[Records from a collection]
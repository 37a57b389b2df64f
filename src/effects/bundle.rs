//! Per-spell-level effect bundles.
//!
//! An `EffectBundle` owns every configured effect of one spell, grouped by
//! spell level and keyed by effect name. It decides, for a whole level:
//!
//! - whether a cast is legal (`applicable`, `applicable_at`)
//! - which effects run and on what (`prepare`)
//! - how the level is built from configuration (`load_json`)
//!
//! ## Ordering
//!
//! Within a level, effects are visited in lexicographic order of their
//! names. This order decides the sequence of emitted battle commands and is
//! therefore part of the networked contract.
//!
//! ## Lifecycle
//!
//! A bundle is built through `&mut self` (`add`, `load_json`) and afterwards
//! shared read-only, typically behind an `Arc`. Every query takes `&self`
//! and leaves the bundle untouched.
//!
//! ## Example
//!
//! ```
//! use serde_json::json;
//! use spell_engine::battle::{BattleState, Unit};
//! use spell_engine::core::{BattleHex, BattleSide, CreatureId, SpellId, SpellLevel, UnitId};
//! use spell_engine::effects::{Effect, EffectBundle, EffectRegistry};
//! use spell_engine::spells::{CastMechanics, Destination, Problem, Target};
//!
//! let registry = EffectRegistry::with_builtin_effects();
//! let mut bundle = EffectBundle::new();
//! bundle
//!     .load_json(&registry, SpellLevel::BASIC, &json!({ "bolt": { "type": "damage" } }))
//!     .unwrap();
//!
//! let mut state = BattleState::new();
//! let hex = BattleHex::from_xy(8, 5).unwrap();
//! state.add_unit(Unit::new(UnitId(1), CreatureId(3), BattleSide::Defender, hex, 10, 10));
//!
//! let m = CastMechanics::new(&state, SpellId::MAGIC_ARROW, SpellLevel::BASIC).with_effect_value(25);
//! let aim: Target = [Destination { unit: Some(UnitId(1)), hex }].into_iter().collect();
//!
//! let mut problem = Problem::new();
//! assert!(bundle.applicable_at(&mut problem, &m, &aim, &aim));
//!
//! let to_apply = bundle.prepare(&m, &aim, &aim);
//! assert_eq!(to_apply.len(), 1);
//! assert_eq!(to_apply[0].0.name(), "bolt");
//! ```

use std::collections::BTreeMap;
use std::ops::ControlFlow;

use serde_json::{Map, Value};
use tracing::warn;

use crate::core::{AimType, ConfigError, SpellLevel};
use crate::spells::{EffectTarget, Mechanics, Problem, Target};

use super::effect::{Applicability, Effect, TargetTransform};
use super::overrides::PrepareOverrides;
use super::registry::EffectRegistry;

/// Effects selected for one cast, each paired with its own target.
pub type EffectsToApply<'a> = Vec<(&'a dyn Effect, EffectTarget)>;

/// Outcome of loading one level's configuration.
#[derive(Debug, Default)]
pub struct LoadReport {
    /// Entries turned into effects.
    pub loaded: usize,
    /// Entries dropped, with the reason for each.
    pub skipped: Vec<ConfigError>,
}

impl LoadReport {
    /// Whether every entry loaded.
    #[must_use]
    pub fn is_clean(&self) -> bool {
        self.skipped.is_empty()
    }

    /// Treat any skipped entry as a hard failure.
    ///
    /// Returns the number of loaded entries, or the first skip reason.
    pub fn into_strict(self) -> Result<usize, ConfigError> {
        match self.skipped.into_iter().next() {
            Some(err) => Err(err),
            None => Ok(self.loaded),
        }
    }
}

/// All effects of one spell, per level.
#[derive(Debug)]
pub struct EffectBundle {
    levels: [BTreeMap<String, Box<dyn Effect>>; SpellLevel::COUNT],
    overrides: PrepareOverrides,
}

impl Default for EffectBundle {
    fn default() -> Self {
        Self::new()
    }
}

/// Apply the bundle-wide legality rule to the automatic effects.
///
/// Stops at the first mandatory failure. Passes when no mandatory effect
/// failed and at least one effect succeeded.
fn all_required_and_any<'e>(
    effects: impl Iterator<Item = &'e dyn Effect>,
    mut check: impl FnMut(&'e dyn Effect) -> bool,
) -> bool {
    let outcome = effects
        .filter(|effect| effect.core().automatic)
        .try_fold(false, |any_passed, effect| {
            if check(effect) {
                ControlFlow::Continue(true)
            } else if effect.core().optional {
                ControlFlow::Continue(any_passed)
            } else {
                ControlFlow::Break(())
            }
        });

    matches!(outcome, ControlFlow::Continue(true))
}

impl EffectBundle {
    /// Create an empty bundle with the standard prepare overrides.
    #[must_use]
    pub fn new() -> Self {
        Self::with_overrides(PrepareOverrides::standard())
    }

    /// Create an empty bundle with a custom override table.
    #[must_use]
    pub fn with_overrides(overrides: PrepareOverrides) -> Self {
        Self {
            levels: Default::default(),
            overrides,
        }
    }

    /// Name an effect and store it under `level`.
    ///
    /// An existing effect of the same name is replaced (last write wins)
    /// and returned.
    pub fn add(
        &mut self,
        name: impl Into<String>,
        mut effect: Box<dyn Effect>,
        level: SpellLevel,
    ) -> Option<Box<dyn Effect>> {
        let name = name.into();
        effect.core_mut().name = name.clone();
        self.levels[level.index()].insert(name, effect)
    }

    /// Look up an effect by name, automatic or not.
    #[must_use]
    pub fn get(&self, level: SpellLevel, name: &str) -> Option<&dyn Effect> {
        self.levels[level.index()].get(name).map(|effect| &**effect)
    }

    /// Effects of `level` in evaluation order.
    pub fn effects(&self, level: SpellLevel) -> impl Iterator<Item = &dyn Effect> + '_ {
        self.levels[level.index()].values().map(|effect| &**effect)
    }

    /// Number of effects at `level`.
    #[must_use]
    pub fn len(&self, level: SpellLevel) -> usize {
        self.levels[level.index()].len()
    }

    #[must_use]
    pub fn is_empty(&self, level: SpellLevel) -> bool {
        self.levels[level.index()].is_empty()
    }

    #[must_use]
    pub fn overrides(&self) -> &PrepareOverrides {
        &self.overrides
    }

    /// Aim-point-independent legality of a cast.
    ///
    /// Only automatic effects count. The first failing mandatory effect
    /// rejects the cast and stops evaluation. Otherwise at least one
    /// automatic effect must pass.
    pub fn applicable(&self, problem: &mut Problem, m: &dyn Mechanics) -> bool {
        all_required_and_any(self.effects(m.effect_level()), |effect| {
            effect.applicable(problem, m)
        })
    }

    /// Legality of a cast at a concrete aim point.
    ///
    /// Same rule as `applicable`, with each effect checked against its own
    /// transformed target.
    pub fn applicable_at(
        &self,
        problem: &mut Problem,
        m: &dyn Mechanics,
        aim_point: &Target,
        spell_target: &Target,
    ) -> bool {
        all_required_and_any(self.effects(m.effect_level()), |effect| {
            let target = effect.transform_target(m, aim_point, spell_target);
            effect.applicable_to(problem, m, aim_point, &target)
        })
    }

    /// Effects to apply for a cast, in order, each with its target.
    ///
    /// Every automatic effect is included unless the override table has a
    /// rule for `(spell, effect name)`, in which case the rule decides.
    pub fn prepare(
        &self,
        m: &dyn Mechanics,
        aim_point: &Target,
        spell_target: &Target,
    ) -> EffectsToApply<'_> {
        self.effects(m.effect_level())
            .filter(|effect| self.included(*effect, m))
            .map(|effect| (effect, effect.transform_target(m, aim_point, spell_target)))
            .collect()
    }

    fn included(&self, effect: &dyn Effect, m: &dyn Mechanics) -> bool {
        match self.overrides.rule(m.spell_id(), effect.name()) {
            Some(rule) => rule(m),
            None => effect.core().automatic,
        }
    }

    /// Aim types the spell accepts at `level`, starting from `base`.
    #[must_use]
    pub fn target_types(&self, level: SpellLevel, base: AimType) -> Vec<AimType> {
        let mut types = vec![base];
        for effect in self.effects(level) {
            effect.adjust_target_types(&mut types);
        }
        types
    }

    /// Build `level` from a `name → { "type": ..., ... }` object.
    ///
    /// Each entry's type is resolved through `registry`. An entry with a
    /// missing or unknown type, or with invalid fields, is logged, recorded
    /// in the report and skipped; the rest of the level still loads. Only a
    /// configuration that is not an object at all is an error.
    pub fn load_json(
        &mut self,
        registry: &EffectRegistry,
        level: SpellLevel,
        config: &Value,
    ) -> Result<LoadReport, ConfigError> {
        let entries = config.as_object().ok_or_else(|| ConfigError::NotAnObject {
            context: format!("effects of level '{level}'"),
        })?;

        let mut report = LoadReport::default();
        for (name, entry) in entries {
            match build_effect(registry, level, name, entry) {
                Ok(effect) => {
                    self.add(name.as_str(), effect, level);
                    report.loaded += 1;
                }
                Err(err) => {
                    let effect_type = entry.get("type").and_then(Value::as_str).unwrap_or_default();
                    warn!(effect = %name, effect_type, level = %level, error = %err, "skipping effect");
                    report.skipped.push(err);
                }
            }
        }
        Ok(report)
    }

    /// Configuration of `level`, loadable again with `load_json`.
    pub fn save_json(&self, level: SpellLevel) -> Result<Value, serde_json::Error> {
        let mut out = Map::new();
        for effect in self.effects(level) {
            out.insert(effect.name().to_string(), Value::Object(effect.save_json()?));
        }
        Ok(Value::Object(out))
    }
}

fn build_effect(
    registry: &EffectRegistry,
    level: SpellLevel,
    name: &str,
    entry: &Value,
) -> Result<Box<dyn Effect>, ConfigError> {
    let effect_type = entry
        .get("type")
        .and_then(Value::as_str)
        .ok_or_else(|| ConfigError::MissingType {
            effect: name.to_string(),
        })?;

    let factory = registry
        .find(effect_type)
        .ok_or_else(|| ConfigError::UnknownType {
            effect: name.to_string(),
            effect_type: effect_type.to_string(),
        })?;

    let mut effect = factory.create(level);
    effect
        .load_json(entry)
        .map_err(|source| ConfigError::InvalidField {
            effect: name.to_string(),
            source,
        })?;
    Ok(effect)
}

** About this task **
Retype exactly. Start at the line with "Result<Box<dyn Effect>, ConfigError>" and stop at the last line of the data.

** Written answer **
) -> Result<Box<dyn Effect>, ConfigError> {
    let effect_type = entry
        .get("type")
        .and_then(Value::as_str)
        .ok_or_else(|| ConfigError::MissingType {
            effect: name.to_string(),
        })?;

    let factory = registry
        .find(effect_type)
        .ok_or_else(|| ConfigError::UnknownType {
            effect: name.to_string(),
            effect_type: effect_type.to_string(),
        })?;

    let mut effect = factory.create(level);
    effect
        .load_json(entry)
        .map_err(|source| ConfigError::InvalidField {
            effect: name.to_string(),
            source,
        })?;
    Ok(effect)
}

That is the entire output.